◆ WHAT NEEDS TO BE DONE ◆
Find every line in the data that contains the word "failure". Return each of those lines.

Start of GIVEN RECORDS

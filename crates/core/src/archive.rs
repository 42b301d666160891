use std::collections::HashMap;
use std::sync::Arc;

use async_trait::async_trait;
use thiserror::Error;
use tokio::sync::RwLock;

use crate::domain::session::{Session, SessionId};
use crate::domain::turn::Turn;

#[derive(Debug, Error)]
pub enum ArchiveError {
    #[error("archive storage failure: {0}")]
    Storage(String),
    #[error("archive encode failure: {0}")]
    Encode(String),
}

/// Downstream consumer of committed conversation state. The in-memory session store stays
/// authoritative; archive writes happen after commit while the session is still locked.
#[async_trait]
pub trait ConversationArchive: Send + Sync {
    async fn record_session(&self, session: &Session) -> Result<(), ArchiveError>;
    async fn record_turn(&self, session_id: &SessionId, turn: &Turn) -> Result<(), ArchiveError>;
}

#[derive(Clone, Default)]
pub struct InMemoryConversationArchive {
    sessions: Arc<RwLock<HashMap<SessionId, Session>>>,
    turns: Arc<RwLock<HashMap<SessionId, Vec<Turn>>>>,
}

impl InMemoryConversationArchive {
    pub fn new() -> Self {
        Self::default()
    }

    pub async fn session(&self, id: &SessionId) -> Option<Session> {
        self.sessions.read().await.get(id).cloned()
    }

    pub async fn turns(&self, id: &SessionId) -> Vec<Turn> {
        self.turns.read().await.get(id).cloned().unwrap_or_default()
    }
}

#[async_trait]
impl ConversationArchive for InMemoryConversationArchive {
    async fn record_session(&self, session: &Session) -> Result<(), ArchiveError> {
        let mut sessions = self.sessions.write().await;
        if sessions.get(&session.id).is_some_and(Session::is_closed) {
            return Ok(());
        }
        let mut summary = session.clone();
        summary.turns.clear();
        sessions.insert(session.id.clone(), summary);
        Ok(())
    }

    async fn record_turn(&self, session_id: &SessionId, turn: &Turn) -> Result<(), ArchiveError> {
        let mut turns = self.turns.write().await;
        let entries = turns.entry(session_id.clone()).or_default();
        if entries.iter().any(|existing| existing.number == turn.number) {
            return Ok(());
        }
        let mut stored = turn.clone();
        stored.private_original = None;
        entries.push(stored);
        Ok(())
    }
}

End of GIVEN RECORDS

◆ ANSWER TO THE EXERCISE ◆
    #[error("archive storage failure: {0}")]
    #[error("archive encode failure: {0}")]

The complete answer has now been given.